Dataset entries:
*** Block opens ***

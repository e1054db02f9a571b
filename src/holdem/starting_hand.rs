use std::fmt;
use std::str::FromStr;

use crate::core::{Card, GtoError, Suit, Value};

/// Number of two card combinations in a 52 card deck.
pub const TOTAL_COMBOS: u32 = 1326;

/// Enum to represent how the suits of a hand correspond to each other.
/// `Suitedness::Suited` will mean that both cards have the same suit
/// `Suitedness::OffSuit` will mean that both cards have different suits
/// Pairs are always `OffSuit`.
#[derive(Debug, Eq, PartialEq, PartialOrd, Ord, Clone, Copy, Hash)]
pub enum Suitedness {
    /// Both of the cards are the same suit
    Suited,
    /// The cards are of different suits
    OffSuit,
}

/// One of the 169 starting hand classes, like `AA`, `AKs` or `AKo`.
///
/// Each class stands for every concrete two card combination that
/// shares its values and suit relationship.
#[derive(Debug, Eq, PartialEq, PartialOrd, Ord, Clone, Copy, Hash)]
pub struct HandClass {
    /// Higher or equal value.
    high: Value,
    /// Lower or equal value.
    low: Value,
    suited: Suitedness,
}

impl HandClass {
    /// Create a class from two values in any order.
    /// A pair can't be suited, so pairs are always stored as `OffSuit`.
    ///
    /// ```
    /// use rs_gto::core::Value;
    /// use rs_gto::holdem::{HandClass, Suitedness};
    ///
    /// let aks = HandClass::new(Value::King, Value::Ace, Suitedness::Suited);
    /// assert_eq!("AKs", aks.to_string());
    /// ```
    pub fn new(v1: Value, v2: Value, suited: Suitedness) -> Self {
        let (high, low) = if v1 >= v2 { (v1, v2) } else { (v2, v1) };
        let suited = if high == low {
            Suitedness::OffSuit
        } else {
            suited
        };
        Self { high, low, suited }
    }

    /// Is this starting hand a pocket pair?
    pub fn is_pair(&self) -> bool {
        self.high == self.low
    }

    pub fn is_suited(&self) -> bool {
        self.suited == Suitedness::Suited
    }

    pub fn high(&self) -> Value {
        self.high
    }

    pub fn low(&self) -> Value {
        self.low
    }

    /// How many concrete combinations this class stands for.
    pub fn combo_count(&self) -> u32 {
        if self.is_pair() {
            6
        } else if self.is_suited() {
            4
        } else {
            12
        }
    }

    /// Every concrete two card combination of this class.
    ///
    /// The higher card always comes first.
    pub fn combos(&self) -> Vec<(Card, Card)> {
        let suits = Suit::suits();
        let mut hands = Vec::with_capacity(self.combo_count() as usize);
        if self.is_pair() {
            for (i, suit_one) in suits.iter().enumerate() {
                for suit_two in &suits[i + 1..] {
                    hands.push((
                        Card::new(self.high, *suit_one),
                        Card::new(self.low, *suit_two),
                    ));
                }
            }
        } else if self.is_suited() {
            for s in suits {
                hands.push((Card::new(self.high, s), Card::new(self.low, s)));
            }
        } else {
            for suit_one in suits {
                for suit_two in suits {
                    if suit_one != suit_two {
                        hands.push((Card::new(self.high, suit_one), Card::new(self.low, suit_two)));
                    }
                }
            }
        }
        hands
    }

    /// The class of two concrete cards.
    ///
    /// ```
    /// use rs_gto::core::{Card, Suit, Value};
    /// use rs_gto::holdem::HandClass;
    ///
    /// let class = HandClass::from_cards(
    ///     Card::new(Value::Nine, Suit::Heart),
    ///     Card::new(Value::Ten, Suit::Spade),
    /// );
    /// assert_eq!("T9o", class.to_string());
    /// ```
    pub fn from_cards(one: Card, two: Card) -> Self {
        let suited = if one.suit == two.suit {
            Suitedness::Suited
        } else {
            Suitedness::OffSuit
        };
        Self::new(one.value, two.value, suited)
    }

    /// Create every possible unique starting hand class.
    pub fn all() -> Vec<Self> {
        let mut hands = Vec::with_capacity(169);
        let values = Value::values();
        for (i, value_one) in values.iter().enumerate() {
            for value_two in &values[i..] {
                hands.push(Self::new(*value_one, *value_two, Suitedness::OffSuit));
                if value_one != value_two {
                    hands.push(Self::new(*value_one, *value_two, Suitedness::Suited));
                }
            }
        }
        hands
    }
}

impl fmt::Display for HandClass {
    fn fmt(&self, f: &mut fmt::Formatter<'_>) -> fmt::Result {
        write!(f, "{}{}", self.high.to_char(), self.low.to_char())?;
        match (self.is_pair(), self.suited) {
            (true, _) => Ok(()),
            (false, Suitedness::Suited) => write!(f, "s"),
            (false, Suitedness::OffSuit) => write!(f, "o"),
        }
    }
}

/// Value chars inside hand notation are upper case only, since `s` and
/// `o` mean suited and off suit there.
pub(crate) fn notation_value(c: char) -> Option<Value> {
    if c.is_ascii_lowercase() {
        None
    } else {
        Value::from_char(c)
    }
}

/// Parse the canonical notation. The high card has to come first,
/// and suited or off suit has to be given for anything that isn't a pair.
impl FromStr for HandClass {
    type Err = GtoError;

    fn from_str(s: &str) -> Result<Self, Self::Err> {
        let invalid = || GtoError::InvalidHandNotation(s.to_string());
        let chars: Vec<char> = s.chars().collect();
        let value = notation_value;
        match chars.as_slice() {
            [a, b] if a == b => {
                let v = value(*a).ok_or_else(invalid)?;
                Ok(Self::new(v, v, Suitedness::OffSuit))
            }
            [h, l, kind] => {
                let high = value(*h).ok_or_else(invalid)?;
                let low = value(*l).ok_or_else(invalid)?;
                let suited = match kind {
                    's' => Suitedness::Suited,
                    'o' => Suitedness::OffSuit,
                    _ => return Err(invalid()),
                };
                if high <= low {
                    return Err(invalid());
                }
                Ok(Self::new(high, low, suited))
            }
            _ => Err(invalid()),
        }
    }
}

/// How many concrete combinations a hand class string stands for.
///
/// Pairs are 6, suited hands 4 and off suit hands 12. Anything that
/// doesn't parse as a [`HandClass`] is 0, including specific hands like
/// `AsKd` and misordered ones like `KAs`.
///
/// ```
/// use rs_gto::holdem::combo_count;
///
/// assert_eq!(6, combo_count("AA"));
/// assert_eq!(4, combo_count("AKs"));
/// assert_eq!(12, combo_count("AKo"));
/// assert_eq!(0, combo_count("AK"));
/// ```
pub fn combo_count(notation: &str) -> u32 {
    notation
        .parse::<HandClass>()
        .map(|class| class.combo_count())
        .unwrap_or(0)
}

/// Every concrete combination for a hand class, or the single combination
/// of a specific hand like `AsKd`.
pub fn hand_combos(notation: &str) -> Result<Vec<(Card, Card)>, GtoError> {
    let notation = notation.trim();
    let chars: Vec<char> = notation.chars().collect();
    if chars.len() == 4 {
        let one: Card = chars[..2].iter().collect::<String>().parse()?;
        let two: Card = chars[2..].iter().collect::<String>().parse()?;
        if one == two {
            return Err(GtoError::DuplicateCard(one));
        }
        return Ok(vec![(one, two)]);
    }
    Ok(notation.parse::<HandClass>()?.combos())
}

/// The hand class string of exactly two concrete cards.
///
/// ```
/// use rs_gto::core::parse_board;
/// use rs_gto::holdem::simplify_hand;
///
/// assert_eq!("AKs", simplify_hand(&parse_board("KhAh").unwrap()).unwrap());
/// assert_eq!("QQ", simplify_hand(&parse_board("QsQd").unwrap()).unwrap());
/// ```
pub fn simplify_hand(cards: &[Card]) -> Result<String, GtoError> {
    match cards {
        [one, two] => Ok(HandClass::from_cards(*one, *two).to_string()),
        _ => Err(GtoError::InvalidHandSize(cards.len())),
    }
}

*** Block closes ***
*** Block opens ***

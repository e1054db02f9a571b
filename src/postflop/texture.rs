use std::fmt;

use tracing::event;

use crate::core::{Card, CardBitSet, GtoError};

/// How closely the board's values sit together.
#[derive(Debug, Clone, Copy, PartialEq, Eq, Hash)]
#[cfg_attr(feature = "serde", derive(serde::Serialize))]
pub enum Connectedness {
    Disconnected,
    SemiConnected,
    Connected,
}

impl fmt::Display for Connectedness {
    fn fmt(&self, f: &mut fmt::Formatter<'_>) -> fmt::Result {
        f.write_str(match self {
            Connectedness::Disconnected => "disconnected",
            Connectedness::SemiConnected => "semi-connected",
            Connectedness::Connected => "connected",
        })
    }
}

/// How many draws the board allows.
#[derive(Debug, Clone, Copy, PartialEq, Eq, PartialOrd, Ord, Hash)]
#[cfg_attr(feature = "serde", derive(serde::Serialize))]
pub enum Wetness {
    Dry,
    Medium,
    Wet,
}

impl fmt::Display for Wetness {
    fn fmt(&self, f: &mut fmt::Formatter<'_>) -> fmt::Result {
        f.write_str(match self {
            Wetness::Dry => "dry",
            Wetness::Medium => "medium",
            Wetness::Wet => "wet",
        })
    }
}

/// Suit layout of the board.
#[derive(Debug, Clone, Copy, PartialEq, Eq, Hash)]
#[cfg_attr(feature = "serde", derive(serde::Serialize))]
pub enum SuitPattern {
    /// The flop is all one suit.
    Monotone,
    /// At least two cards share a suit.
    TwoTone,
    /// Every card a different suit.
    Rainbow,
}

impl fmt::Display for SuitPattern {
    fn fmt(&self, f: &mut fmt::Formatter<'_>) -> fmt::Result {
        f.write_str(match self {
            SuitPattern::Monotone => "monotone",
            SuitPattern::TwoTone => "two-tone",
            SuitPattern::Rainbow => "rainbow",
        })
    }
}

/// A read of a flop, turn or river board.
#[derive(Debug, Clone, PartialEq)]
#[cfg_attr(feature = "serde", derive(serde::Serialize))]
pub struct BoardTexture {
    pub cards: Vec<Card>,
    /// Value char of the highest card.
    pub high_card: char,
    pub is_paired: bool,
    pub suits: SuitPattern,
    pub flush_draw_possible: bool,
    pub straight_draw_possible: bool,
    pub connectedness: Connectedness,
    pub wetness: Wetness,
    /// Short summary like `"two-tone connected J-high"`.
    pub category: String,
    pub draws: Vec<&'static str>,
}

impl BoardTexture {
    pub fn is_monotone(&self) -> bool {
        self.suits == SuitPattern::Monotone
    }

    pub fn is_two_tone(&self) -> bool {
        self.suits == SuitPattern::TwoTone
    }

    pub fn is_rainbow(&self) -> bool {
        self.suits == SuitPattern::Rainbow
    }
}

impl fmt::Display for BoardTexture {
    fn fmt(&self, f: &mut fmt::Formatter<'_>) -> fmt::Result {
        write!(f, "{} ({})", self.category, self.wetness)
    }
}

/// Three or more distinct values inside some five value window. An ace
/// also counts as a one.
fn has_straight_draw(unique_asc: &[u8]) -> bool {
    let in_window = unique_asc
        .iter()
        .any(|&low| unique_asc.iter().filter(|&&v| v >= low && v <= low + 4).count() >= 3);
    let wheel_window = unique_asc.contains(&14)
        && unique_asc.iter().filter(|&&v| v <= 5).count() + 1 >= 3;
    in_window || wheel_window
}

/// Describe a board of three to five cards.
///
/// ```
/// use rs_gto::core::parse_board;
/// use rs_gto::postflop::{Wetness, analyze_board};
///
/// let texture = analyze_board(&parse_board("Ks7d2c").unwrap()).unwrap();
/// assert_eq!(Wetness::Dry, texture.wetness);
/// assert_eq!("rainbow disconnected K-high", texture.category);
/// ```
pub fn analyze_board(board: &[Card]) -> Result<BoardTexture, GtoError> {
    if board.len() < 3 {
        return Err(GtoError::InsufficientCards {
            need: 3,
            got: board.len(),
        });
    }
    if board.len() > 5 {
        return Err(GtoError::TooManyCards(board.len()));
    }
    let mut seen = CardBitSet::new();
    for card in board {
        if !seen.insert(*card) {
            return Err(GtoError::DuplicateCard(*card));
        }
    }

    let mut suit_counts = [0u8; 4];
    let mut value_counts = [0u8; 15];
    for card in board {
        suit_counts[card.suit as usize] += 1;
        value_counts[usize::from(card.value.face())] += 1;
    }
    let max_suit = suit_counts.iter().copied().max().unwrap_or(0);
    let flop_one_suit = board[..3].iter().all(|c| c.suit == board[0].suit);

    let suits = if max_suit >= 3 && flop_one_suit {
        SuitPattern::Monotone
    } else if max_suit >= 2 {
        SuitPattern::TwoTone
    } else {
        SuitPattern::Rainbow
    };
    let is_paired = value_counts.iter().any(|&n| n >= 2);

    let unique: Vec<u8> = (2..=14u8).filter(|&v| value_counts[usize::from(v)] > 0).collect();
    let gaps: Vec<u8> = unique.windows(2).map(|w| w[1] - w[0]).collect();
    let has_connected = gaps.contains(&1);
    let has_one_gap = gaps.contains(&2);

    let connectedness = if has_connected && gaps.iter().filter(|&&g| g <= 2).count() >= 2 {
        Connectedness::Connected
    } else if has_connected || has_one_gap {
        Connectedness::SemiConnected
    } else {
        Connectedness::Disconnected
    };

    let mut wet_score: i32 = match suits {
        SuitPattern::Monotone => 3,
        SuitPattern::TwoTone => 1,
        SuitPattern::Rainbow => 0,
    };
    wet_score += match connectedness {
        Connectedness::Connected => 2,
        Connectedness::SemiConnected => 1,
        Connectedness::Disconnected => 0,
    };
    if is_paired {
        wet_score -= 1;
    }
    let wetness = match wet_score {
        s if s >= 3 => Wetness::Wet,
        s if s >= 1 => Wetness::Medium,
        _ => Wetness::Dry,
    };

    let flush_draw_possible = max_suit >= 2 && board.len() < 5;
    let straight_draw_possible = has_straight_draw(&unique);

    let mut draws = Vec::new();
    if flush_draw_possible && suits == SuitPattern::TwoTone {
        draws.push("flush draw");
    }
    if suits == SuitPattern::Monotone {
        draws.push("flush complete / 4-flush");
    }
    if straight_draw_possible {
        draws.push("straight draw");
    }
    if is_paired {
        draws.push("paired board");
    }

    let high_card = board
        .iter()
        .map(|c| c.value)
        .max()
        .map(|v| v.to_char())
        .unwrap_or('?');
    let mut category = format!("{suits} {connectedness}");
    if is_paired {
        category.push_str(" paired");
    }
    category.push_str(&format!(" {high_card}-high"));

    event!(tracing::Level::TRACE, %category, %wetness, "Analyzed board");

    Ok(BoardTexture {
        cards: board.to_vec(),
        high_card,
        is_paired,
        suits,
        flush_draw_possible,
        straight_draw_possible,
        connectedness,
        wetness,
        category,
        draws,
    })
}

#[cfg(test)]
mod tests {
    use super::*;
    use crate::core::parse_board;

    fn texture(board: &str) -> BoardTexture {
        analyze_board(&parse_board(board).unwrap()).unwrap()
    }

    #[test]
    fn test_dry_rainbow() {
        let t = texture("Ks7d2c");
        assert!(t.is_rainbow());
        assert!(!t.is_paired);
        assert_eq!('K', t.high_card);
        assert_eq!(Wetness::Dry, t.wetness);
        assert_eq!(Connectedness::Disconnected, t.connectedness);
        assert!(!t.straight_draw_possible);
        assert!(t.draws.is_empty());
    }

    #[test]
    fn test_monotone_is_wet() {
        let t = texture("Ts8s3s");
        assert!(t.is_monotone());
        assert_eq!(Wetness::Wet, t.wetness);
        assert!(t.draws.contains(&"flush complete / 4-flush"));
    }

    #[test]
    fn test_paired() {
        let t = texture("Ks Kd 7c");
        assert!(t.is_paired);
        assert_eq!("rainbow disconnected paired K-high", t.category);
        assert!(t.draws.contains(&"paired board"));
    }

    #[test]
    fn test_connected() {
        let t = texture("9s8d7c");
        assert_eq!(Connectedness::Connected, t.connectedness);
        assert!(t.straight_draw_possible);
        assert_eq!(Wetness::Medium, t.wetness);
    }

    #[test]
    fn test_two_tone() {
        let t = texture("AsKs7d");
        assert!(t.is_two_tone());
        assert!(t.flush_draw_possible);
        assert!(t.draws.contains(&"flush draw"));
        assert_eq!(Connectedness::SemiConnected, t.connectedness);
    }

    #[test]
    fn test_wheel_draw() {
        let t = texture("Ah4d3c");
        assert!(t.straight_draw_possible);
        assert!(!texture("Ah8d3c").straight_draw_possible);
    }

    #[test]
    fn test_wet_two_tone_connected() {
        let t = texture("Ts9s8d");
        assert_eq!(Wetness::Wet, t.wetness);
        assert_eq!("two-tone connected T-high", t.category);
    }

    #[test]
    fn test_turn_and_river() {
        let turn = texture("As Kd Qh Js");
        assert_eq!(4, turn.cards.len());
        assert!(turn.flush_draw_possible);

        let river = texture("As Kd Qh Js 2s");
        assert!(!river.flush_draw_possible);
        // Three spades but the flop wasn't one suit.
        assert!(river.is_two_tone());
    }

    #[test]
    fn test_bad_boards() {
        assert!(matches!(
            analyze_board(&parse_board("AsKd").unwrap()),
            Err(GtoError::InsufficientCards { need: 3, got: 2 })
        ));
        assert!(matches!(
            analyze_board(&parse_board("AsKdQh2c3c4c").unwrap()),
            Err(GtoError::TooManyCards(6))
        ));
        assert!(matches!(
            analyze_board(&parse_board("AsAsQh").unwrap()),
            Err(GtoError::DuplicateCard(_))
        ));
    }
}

*** Block closes ***

→ Problem description:
Would you print, exactly as written, every line above from the one holding "let mut hands = Vec::with_capacity(self.combo_count()" through the one holding "suit_one), Card::new(self.low, suit_two)));", with both included and no other lines?

→ Reply:
        let mut hands = Vec::with_capacity(self.combo_count() as usize);
        if self.is_pair() {
            for (i, suit_one) in suits.iter().enumerate() {
                for suit_two in &suits[i + 1..] {
                    hands.push((
                        Card::new(self.high, *suit_one),
                        Card::new(self.low, *suit_two),
                    ));
                }
            }
        } else if self.is_suited() {
            for s in suits {
                hands.push((Card::new(self.high, s), Card::new(self.low, s)));
            }
        } else {
            for suit_one in suits {
                for suit_two in suits {
                    if suit_one != suit_two {
                        hands.push((Card::new(self.high, suit_one), Card::new(self.low, suit_two)));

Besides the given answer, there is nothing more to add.